Ellos no informan en el pasillo
¿Cómo pican? ¿Qué lleva a personas formadas y con capacidad crítica en cualquier otro ámbito de la vida a acercarse llenos de fe y credulidad a la magia de unas gotas de clorito de sodio o de unas hierbas cultivadas al modo ancestral (sin tener ni idea de lo que significa tal cosa)?
Probablemente el comienzo sea un diagnóstico que te tumba de espaldas, porque sugiere que puedes morirte de esto o porque indica un durísimo camino por delante sin ninguna luz al fondo.
Le sigue quizá una ausencia de información suficiente por parte de quienes te atienden. A lo que se suma una frecuente falta de empatía. Nadie que se ponga en tu lugar para afrontar miles de dudas, para atender preguntas que surgirán al cabo de horas o días. Ninguna referencia de otros que ya se han enfrentado a lo mismo y pueden contarte cómo se han ido haciendo cargo del problema nuevo que ha aparecido en tu vida.
Qué va. A veces, todo lo contrario: información en un pasillo, cejas fruncidas, gesto de “acabemos pronto, que tengo cosas importantes que hacer” o manifiestamente enfadados contigo porque no has entendido nada de la catarata de malas noticias que te acaba de caer encima.
La oferta de milagros vive en parte de un hábil manejo de la comunicación, de la que la medicina con evidencia y reconocimiento podría aprender mucho.

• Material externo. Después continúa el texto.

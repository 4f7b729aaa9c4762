use iced::widget::image::Handle;
use iced::widget::{
    button, canvas, column, container, row, scrollable, slider, text, Column, Image,
};
use iced::{event, window, Alignment, Element, Event, Length, Subscription, Task, Theme};
use rfd::FileDialog;
use std::path::PathBuf;
use std::sync::Arc;
use std::time::Duration;

use image::RgbaImage;
use lumacraft::codec::{self, DecodedUpload};
use lumacraft::config::EditorConfig;
use lumacraft::error::EditorError;
use lumacraft::segment::{ModelSegmenter, Segmenter};
use lumacraft::state::{Editor, EditorState, Filter, Outcome, Status, Ticket};
use lumacraft::swatch::{KmeansQuantizer, Quantizer};
use lumacraft::Swatch;

mod ui;

/// Extensions offered by the open dialog
const IMAGE_EXTENSIONS: [&str; 4] = ["png", "jpg", "jpeg", "webp"];

/// Main application state
struct Lumacraft {
    editor: Editor,
    segmenter: Arc<dyn Segmenter>,
    quantizer: Arc<dyn Quantizer>,
    /// Preview texture, rebuilt when the editor's preview version changes
    preview: Option<(u64, Handle)>,
    /// An upload is being read and decoded
    loading: bool,
    /// Last copy acknowledgement and its sequence number
    copied: Option<(u64, String)>,
    copy_seq: u64,
}

/// Application messages (events)
#[derive(Debug, Clone)]
enum Message {
    OpenImage,
    FileDropped(PathBuf),
    ImageLoaded(Result<DecodedUpload, EditorError>),
    FilterChanged(Filter, i32),
    ResetFilters,
    RemoveBackground,
    BackgroundRemoved(Ticket, Result<Arc<RgbaImage>, EditorError>),
    PaletteExtracted(Ticket, Result<Vec<Swatch>, EditorError>),
    Revert,
    Export,
    Exported(Result<PathBuf, EditorError>),
    CopyCss,
    CopyHex(String),
    CopyAckExpired(u64),
}

impl Lumacraft {
    fn new() -> (Self, Task<Message>) {
        let config = match EditorConfig::load() {
            Ok(config) => config,
            Err(err) => {
                log::warn!("{}; using defaults", err);
                EditorConfig::default()
            }
        };
        log::info!(
            "lumacraft started (upload limit {} bytes, {} palette colors)",
            config.max_upload_bytes,
            config.palette_size
        );

        let segmenter: Arc<dyn Segmenter> = Arc::new(ModelSegmenter::from_config(&config.segmentation));
        let quantizer: Arc<dyn Quantizer> = Arc::new(KmeansQuantizer::new(config.quantizer.clone()));

        (
            Lumacraft {
                editor: Editor::new(config),
                segmenter,
                quantizer,
                preview: None,
                loading: false,
                copied: None,
                copy_seq: 0,
            },
            Task::none(),
        )
    }

    /// Handle application messages and update state
    fn update(&mut self, message: Message) -> Task<Message> {
        let task = match message {
            Message::OpenImage => {
                let file = FileDialog::new()
                    .set_title("Choose an image")
                    .add_filter("Images", &IMAGE_EXTENSIONS)
                    .pick_file();

                match file {
                    Some(path) => self.load(path),
                    None => Task::none(),
                }
            }
            Message::FileDropped(path) => self.load(path),
            Message::ImageLoaded(result) => {
                self.loading = false;
                if self.editor.accept_upload(result).is_ok() {
                    self.copied = None;
                }
                self.schedule_palette()
            }
            Message::FilterChanged(filter, value) => {
                self.editor.set_filter(filter, value);
                Task::none()
            }
            Message::ResetFilters => {
                self.editor.reset_filters();
                Task::none()
            }
            Message::RemoveBackground => match self.editor.begin_remove_background() {
                Ok(job) => {
                    let segmenter = self.segmenter.clone();
                    let ticket = job.ticket;
                    Task::perform(
                        async move {
                            tokio::task::spawn_blocking(move || job.run(segmenter.as_ref()))
                                .await
                                .map_err(|e| EditorError::Segmentation(format!("Task join error: {}", e)))?
                        },
                        move |result| Message::BackgroundRemoved(ticket, result),
                    )
                }
                Err(_) => Task::none(),
            },
            Message::BackgroundRemoved(ticket, result) => {
                match self.editor.finish_remove_background(ticket, result) {
                    Outcome::Applied => self.schedule_palette(),
                    Outcome::Stale => Task::none(),
                }
            }
            Message::PaletteExtracted(ticket, result) => {
                self.editor.finish_palette(ticket, result);
                Task::none()
            }
            Message::Revert => {
                if self.editor.revert_to_original().is_ok() {
                    self.schedule_palette()
                } else {
                    Task::none()
                }
            }
            Message::Export => self.export(),
            Message::Exported(result) => {
                self.editor.finish_export(result);
                Task::none()
            }
            Message::CopyCss => {
                let css = self.editor.css_snippet().to_string();
                if css.is_empty() {
                    Task::none()
                } else {
                    self.copy(css, "Copied")
                }
            }
            Message::CopyHex(hex) => {
                let label = format!("Copied {}", hex);
                self.copy(hex, &label)
            }
            Message::CopyAckExpired(seq) => {
                if matches!(&self.copied, Some((current, _)) if *current == seq) {
                    self.copied = None;
                }
                Task::none()
            }
        };

        self.sync_preview();
        task
    }

    fn load(&mut self, path: PathBuf) -> Task<Message> {
        if self.loading {
            return Task::none();
        }
        self.loading = true;
        log::info!("loading {}", path.display());

        let limit = self.editor.config().max_upload_bytes;
        Task::perform(
            async move {
                let upload = codec::read_upload(path, limit).await?;
                codec::decode_async(upload, limit).await
            },
            Message::ImageLoaded,
        )
    }

    /// Launch the palette job for the current base, if one is due
    fn schedule_palette(&mut self) -> Task<Message> {
        let Some(job) = self.editor.take_palette_job() else {
            return Task::none();
        };
        let quantizer = self.quantizer.clone();
        let ticket = job.ticket;

        Task::perform(
            async move {
                tokio::task::spawn_blocking(move || job.run(quantizer.as_ref()))
                    .await
                    .map_err(|e| EditorError::Extraction(format!("Task join error: {}", e)))?
            },
            move |result| Message::PaletteExtracted(ticket, result),
        )
    }

    fn export(&mut self) -> Task<Message> {
        let job = match self.editor.export_job() {
            Ok(job) => job,
            Err(err) => {
                self.editor.finish_export(Err(err));
                return Task::none();
            }
        };

        let target = FileDialog::new()
            .set_title("Export PNG")
            .set_file_name(job.file_name())
            .add_filter("PNG", &["png"])
            .save_file();

        match target {
            Some(path) => Task::perform(
                async move {
                    let export = tokio::task::spawn_blocking(move || job.run())
                        .await
                        .map_err(|e| EditorError::Export(format!("Task join error: {}", e)))??;
                    export.save(path).await
                },
                Message::Exported,
            ),
            None => Task::none(),
        }
    }

    fn copy(&mut self, contents: String, label: &str) -> Task<Message> {
        self.copy_seq += 1;
        let seq = self.copy_seq;
        self.copied = Some((seq, label.to_string()));

        let ack = Duration::from_millis(self.editor.config().copy_ack_ms);
        Task::batch([
            iced::clipboard::write(contents),
            Task::perform(tokio::time::sleep(ack), move |_| Message::CopyAckExpired(seq)),
        ])
    }

    fn sync_preview(&mut self) {
        let version = self.editor.preview_version();
        if matches!(&self.preview, Some((cached, _)) if *cached == version) {
            return;
        }

        self.preview = self.editor.preview().map(|image| {
            let handle = Handle::from_rgba(image.width(), image.height(), image.as_raw().clone());
            (version, handle)
        });
    }

    fn is_busy(&self) -> bool {
        self.loading || self.editor.state() == EditorState::Processing
    }

    /// Build the user interface
    fn view(&self) -> Element<Message> {
        let busy = self.is_busy();
        let has_image = self.editor.session().is_some();
        let enabled = |message: Message| (!busy && has_image).then_some(message);

        let toolbar = row![
            button("Open image")
                .on_press_maybe((!busy).then_some(Message::OpenImage))
                .padding(10),
            button("Remove background")
                .on_press_maybe(enabled(Message::RemoveBackground))
                .padding(10),
            button("Revert")
                .on_press_maybe(enabled(Message::Revert))
                .padding(10),
            button("Export PNG")
                .on_press_maybe(enabled(Message::Export))
                .padding(10),
        ]
        .spacing(10);

        let preview: Element<Message> = match &self.preview {
            Some((_, handle)) => Image::new(handle.clone())
                .width(Length::Fill)
                .height(Length::Fill)
                .into(),
            None => container(text("Open or drop a PNG, JPEG or WebP image").size(18))
                .center_x(Length::Fill)
                .center_y(Length::Fill)
                .into(),
        };

        let content = column![
            text("Lumacraft").size(36),
            toolbar,
            self.status_line(),
            row![
                container(preview).width(Length::FillPortion(3)).height(Length::Fill),
                scrollable(self.side_panel(has_image && !busy)).width(Length::FillPortion(2)),
            ]
            .spacing(20)
            .height(Length::Fill),
        ]
        .spacing(16)
        .padding(24);

        container(content)
            .width(Length::Fill)
            .height(Length::Fill)
            .into()
    }

    fn status_line(&self) -> Element<Message> {
        let message = if self.loading {
            Some("Loading image")
        } else {
            self.editor.status().message()
        };
        let line = text(message.unwrap_or("")).size(16);

        match self.editor.status() {
            Status::Error(_) if !self.loading => line.style(text::danger).into(),
            Status::Success(_) if !self.loading => line.style(text::success).into(),
            _ => line.into(),
        }
    }

    fn side_panel(&self, enabled: bool) -> Column<Message> {
        let filters = self.editor.filters();
        let mut panel = column![text("Adjustments").size(20)].spacing(12);

        for filter in Filter::ALL {
            let value = filters.get(filter);
            let control: Element<Message> = if enabled {
                slider(filter.range(), value, move |v| Message::FilterChanged(filter, v))
                    .step(1)
                    .into()
            } else {
                text("").into()
            };
            panel = panel.push(
                column![text(format!("{}: {:+}%", filter.label(), value)).size(14), control].spacing(4),
            );
        }
        panel = panel.push(
            button("Reset filters")
                .on_press_maybe((enabled && !filters.is_unedited()).then_some(Message::ResetFilters)),
        );

        let palette = self.editor.palette();
        panel = panel.push(text("Palette").size(20));
        if palette.is_empty() {
            panel = panel.push(text("No palette yet").size(14));
        } else {
            panel = panel.push(
                canvas(ui::swatches::SwatchStrip::new(palette))
                    .width(Length::Fill)
                    .height(Length::Fixed(90.0)),
            );
        }

        let css = self.editor.css_snippet();
        if !css.is_empty() {
            let copy_label = match &self.copied {
                Some((_, label)) => label.as_str(),
                None => "Copy CSS",
            };
            panel = panel.push(
                column![
                    row![
                        text("CSS").size(20),
                        button(text(copy_label)).on_press(Message::CopyCss),
                    ]
                    .spacing(12)
                    .align_y(Alignment::Center),
                    container(text(css).font(iced::Font::MONOSPACE).size(13)).padding(10),
                ]
                .spacing(8),
            );
        } else if let Some((_, label)) = &self.copied {
            panel = panel.push(text(label.as_str()).size(14));
        }

        let ideas = self.editor.layout_ideas();
        if !ideas.is_empty() {
            panel = panel.push(text("Layout ideas").size(20));
            for idea in ideas {
                panel = panel.push(text(format!("- {}", idea)).size(14));
            }
        }

        panel
    }

    fn subscription(&self) -> Subscription<Message> {
        event::listen_with(|event, _status, _window| match event {
            Event::Window(window::Event::FileDropped(path)) => Some(Message::FileDropped(path)),
            _ => None,
        })
    }

    /// Set the application theme
    fn theme(&self) -> Theme {
        Theme::Dark
    }
}

fn main() -> iced::Result {
    env_logger::Builder::from_env(env_logger::Env::default().default_filter_or("info")).init();

    iced::application("Lumacraft", Lumacraft::update, Lumacraft::view)
        .theme(Lumacraft::theme)
        .subscription(Lumacraft::subscription)
        .centered()
        .run_with(Lumacraft::new)
}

Pero sobre todo se nutre de las carencias de un sistema –sanitario y universitario– que no prepara a sus profesionales para gestionar la realidad, sólo el éxito.
Demasiado a menudo no hay sitio para explicar cómo puedes adaptar tu vida a un niño autista, o cómo prever los sobresaltos de una diabetes inestable o el reconocimiento humilde de lo que se sabe sobre el cáncer de próstata.